◆ Study material ◆
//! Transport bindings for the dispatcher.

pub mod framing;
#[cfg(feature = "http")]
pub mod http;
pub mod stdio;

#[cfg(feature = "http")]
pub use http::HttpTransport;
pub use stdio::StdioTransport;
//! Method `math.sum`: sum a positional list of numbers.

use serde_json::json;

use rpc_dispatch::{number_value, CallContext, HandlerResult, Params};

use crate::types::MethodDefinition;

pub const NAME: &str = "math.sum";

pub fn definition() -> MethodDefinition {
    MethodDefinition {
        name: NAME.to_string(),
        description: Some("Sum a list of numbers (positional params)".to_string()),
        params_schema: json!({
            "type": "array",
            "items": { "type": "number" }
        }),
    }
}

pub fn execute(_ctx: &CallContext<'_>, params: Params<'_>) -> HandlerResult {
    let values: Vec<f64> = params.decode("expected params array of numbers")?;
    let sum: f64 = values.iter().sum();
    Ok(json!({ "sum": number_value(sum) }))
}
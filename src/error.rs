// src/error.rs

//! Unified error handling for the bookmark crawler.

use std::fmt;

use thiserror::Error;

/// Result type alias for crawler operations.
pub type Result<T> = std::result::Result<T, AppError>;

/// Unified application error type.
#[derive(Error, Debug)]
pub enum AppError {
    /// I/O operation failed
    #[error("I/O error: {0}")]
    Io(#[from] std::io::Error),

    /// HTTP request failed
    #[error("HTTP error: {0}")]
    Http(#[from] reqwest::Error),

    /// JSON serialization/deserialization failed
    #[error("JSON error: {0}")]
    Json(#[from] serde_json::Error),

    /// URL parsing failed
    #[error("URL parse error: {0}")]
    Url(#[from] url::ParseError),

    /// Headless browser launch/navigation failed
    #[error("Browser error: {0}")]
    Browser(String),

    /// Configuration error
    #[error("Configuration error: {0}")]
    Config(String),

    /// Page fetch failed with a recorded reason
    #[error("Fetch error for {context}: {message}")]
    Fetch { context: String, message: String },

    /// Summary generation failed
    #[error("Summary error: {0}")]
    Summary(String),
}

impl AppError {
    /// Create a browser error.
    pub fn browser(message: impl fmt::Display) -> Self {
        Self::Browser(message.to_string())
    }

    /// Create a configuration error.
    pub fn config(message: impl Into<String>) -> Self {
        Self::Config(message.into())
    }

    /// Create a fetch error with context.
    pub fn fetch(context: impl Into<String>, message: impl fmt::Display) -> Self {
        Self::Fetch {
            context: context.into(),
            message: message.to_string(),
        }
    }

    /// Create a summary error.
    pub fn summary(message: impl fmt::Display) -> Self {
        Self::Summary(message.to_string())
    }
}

* * *

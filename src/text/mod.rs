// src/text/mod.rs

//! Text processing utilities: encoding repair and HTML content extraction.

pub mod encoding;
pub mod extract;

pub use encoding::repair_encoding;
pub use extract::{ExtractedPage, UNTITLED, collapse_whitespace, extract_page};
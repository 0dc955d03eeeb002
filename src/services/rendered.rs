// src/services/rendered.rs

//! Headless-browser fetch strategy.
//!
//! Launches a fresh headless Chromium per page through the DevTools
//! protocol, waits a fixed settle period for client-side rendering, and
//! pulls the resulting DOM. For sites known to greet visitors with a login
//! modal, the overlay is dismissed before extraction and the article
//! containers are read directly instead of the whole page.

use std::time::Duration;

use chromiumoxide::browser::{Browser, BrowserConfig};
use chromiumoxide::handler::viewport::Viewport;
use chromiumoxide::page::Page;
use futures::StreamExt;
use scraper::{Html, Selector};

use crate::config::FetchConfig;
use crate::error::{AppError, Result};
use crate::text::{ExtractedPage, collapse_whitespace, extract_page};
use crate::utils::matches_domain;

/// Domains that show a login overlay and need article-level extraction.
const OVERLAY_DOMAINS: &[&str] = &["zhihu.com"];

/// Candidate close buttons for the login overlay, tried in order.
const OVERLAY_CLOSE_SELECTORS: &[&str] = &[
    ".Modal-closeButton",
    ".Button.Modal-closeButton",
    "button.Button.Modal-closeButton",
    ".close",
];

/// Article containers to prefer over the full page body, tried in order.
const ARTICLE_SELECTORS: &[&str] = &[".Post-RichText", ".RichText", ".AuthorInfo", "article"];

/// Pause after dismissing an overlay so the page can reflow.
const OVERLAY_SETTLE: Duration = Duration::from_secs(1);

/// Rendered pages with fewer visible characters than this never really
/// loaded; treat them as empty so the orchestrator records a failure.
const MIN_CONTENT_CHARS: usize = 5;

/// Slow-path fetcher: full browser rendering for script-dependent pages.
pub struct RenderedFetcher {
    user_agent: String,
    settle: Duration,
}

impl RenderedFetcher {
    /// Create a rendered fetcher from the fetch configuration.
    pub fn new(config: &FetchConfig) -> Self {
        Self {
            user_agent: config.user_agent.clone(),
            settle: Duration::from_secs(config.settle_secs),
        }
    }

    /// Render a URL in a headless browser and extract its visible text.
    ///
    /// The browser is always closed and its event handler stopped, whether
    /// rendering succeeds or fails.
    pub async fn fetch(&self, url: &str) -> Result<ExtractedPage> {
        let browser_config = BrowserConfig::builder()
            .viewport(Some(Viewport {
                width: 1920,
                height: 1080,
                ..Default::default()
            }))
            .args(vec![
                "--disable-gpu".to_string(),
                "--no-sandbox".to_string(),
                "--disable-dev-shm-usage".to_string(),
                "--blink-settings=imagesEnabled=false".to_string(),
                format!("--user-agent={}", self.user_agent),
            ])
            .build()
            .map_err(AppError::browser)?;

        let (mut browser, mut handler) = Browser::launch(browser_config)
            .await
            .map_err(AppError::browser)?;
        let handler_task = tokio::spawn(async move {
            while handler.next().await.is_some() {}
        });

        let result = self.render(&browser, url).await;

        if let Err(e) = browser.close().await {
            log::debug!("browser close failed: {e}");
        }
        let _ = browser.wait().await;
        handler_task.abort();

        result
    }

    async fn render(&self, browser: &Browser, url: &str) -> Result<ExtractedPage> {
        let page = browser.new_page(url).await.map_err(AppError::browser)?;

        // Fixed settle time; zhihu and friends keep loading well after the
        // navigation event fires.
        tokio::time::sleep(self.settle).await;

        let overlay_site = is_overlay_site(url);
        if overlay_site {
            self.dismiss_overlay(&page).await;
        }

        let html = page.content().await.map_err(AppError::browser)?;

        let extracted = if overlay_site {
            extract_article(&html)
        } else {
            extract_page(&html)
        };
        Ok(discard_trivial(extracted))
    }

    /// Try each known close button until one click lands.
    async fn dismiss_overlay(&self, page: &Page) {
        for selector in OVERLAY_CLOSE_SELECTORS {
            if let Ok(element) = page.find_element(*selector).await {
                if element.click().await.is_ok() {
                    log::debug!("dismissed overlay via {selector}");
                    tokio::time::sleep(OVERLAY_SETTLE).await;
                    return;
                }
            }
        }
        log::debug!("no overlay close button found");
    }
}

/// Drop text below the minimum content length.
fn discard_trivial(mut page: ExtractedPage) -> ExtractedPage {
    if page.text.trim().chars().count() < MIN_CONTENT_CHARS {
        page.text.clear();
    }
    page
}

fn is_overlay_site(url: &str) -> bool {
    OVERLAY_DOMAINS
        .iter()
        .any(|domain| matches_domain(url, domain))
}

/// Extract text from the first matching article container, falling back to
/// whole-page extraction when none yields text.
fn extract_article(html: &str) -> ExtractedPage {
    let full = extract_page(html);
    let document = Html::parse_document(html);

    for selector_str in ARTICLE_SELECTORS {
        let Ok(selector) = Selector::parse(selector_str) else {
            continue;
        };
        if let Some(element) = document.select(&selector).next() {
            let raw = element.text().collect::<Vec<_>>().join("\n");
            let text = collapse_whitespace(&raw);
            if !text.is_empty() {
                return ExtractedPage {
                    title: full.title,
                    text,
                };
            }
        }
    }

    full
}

◆ What is being asked ◆
Retype only the lines above between the line with "body, tried in order." and the line with "let browser_config = BrowserConfig::builder()", counting those two lines as well, and keep every character as it is.

◆ Task response ◆
/// Article containers to prefer over the full page body, tried in order.
const ARTICLE_SELECTORS: &[&str] = &[".Post-RichText", ".RichText", ".AuthorInfo", "article"];

/// Pause after dismissing an overlay so the page can reflow.
const OVERLAY_SETTLE: Duration = Duration::from_secs(1);

/// Rendered pages with fewer visible characters than this never really
/// loaded; treat them as empty so the orchestrator records a failure.
const MIN_CONTENT_CHARS: usize = 5;

/// Slow-path fetcher: full browser rendering for script-dependent pages.
pub struct RenderedFetcher {
    user_agent: String,
    settle: Duration,
}

impl RenderedFetcher {
    /// Create a rendered fetcher from the fetch configuration.
    pub fn new(config: &FetchConfig) -> Self {
        Self {
            user_agent: config.user_agent.clone(),
            settle: Duration::from_secs(config.settle_secs),
        }
    }

    /// Render a URL in a headless browser and extract its visible text.
    ///
    /// The browser is always closed and its event handler stopped, whether
    /// rendering succeeds or fails.
    pub async fn fetch(&self, url: &str) -> Result<ExtractedPage> {
        let browser_config = BrowserConfig::builder()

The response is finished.